Participants who met the study criteria were classified into Clozapine and Non-clozapine groups based on whether they were taking clozapine. Among those in the Clozapine group, the Clozapine monotherapy group were those taking clozapine alone, and the Clozapine polypharmacy group were taking two or more antipsychotics including clozapine. The Nonclozapine group was also divided into monotherapy and polypharmacy groups, depending on the number of antipsychotics currently taken. Finally, the subgroup of patients taking only atypical antipsychotics was divided into Atypical Clozapine and Atypical Non-clozapine groups, based on whether clozapine was included.

Sociodemographic data and clinical information

Sociodemographic data included age, sex, education level, residential status, residential area, employment status, referral sources and duration of registration. Clinical information such as the age of onset, duration of illness, types and doses of antipsychotic medications, drug compliance, and drug side effects was also collected. Total doses of antipsychotic medication were calculated as chlorpromazine equivalents using formulas developed for previous studies [22-24]. Sociodemographic and clinical information was mainly collected through the self-reports of participants. The severity of psychiatric symptoms was examined using the Brief Psychiatric Rating Scale (BPRS) [25], which was administered by trained staff of the Seongnam Community Mental Health Welfare Center. The level of insight of each participant was also assessed by trained staff members.

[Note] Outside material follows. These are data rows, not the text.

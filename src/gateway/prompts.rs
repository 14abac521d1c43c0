//! Prompt templates and user-facing fallback strings.
//!
//! The product is Brazilian-Portuguese; every string the model or the user
//! sees stays in pt-BR.

pub const DEFAULT_QUIZ_TOPIC: &str = "Odontologia Geral";

pub const SUMMARY_UNAVAILABLE: &str = "Não foi possível gerar o resumo no momento.";
pub const SUMMARY_ERROR: &str =
    "Ocorreu um erro ao comunicar com a IA. Verifique sua conexão ou tente novamente em alguns instantes.";

pub const GRADE_UNAVAILABLE: &str = "Não foi possível analisar a imagem.";
pub const GRADE_ERROR: &str =
    "Erro ao processar a imagem. Certifique-se de que a imagem é clara e tente novamente.";

pub const CHAT_UNAVAILABLE: &str = "Desculpe, não consegui processar sua resposta.";
pub const CHAT_ERROR: &str = "Erro de conexão. Tente novamente.";

pub const CHAT_SYSTEM_INSTRUCTION: &str = "Você é o assistente virtual inteligente da plataforma 'OdontoFuture AI'. Sua função é ajudar estudantes de odontologia. Você deve responder dúvidas sobre matérias odontológicas (anatomia, periodontia, cirurgia, etc), explicar termos técnicos e guiar o usuário sobre como usar o app (temos Resumos, Quiz e Corretor de Provas). Seja conciso, futurista e educado. Use emojis ocasionalmente. Responda sempre em Markdown.";

pub fn summary_prompt(topic: &str) -> String {
    format!(
        "Forneça um resumo técnico, conciso e estruturado sobre o tópico de odontologia: \"{}\". \
         Use marcadores para pontos chave. O tom deve ser profissional e educativo.",
        topic
    )
}

pub fn quiz_prompt(topic: &str) -> String {
    format!(
        "Gere uma questão de múltipla escolha difícil sobre {} para estudantes de odontologia.",
        topic
    )
}

pub const GRADER_PROMPT: &str = r#"Atue como um Corretor de Elite de Odontologia. Analise TODO o conteúdo desta imagem, identificando TODAS as questões presentes (sejam 1 ou várias).

Sua missão:
1. Ler o arquivo completo e identificar cada questão (Objetiva ou Subjetiva/Dissertativa).
2. Para questões OBJETIVAS: Identificar a alternativa correta com 100% de certeza.
3. Para questões SUBJETIVAS: Fornecer a resposta ideal/gabarito esperado.
4. Identificar a numeração original da questão na imagem.
5. Cruzar dados online para encontrar a banca/concurso de origem.

Formato de Resposta Obrigatório (Markdown):

---
### Questão [Número identificado na imagem]
**Tipo:** [Objetiva / Subjetiva]
**Enunciado Identificado:** [Breve trecho do início da questão]

**RESPOSTA CORRETA:**
[Se Objetiva: Letra e Texto da alternativa]
[Se Subjetiva: A resposta dissertativa ideal e completa]

**Origem:** [Banca/Ano/Concurso se encontrado]
**Explicação:** [Justificativa técnica baseada na literatura]
---
(Repita a estrutura acima para TODAS as questões encontradas na imagem)"#;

Assessments of psychosocial functioning and quality of life

The Behavior and Symptom Identification Scale (BASIS) was used to evaluate major psychiatric symptoms and functional impairments reported by each patient [26]. BASIS is a self-reported questionnaire addressing the degree of neuropsychiatric symptoms and functional problems over the past week [26]. Scores for each item range from 0 (no difficulty) to 4 (extreme difficult) [26]. In this study, we applied the Korean version of BASIS [27], which consists of 31 items, excluding one school-related item from the original version of BASIS-32. Scores on the five subscales (relationship to self/others, daily living/role performance, depression/anxiety, impulsive/addictive behavior, and psychosis) and the overall average score were recorded [26].
The Satisfaction With Life Scale (SWLS) was also applied; this is a self-reported scale that assesses subjective quality of life [28,29]. Each of the five SWLS items is scored from 1 (strongly dissatisfied) to 7 (strongly satisfied); items are then summed to yield an overall SWLS score [28,29].

Statistical analyses

All statistical analyses were conducted using IBM SPSS Statistics, version 25.0 (IBM Corp., Armonk, NY, USA). The independent-sample t-test, chi-squared test, and Fisher’s exact test were used to compare demographic characteristics and clinical information among groups. Analysis of covariance (ANCOVA) was performed to examine significant differences in BASIS and SWLS scores between the Clozapine and Non-clozapine groups, adjusting for covariates. Comparisons among the Clozapine monotherapy, Clozapine polypharmacy, Nonclozapine monotherapy, and Non-clozapine polypharmacy group were analyzed using the Kruskal-Wallis test, followed by post hoc analysis using the Mann-Whitney test with Bonferroni’s method if significant differences were identified. The same analyses were conducted for patients who were taking only atypical antipsychotic drugs.

RESULTS

Sociodemographic and clinical characteristics

In total, 292 patients (283 with schizophrenia and 9 with schizoaffective disorder) met the criteria for study entry. Of these, 34 patients were classified into the Clozapine group, accounting for 11.6% of all participants. Table 1 lists sociodemographic data for the Clozapine and Non-clozapine groups. The mean age (±SD) of the Clozapine group was 44.6±11.8 years, which was significantly younger than Non-clozapine group, with a mean age of 48.7±10.7 years (t=2.039, df=290, p=0.042). More than half of the study population was male; the sex ratio did not differ significantly between the Clozapine and Non-clozapine groups (χ2=1.424, df=1, p=0.233). Education level, residential status, residential area, employment status and duration of registration were also comparable between the two groups. The distribution of referral sources was significantly different between the Clozapine and Non-clozapine groups (χ2=19.892, df=4, p=0.001).
Table 2 lists clinical data for study participants. The average age at onset in the Clozapine and Non-clozapine groups was 21.2±6.3 years and 27.0±10.0 years, respectively (t=3.309, df=290, p=0.001). The Clozapine and Non-clozapine groups did not differ significantly in psychiatric diagnosis, duration of disease, BPRS score, level of insight or total dose of antipsychotic medication. The rate of concomitant anxiolytic use was significantly higher in the Non-clozapine than in the Clozapine group (χ2=13.593, df=1, p<0.001), and the prescription rates for antidepressants and mood stabilizers were comparable between the groups (χ2=0.084, df=1, p=0.772; χ2=1.001, df=1, p=0.317, respectively).
Drug side effects frequently observed in the Clozapine group included constipation (35.3%), drowsiness (26.5%), dystonia (20.6%), and weight gain (17.6%). The proportion of participants who complained of constipation was significantly higher in the Clozapine group (χ2=8.485, df=1, p=0.004), whereas a significantly smaller percentage of participants reported dry mouth in the Clozapine group (χ2=5.965, df=1, p=0.015).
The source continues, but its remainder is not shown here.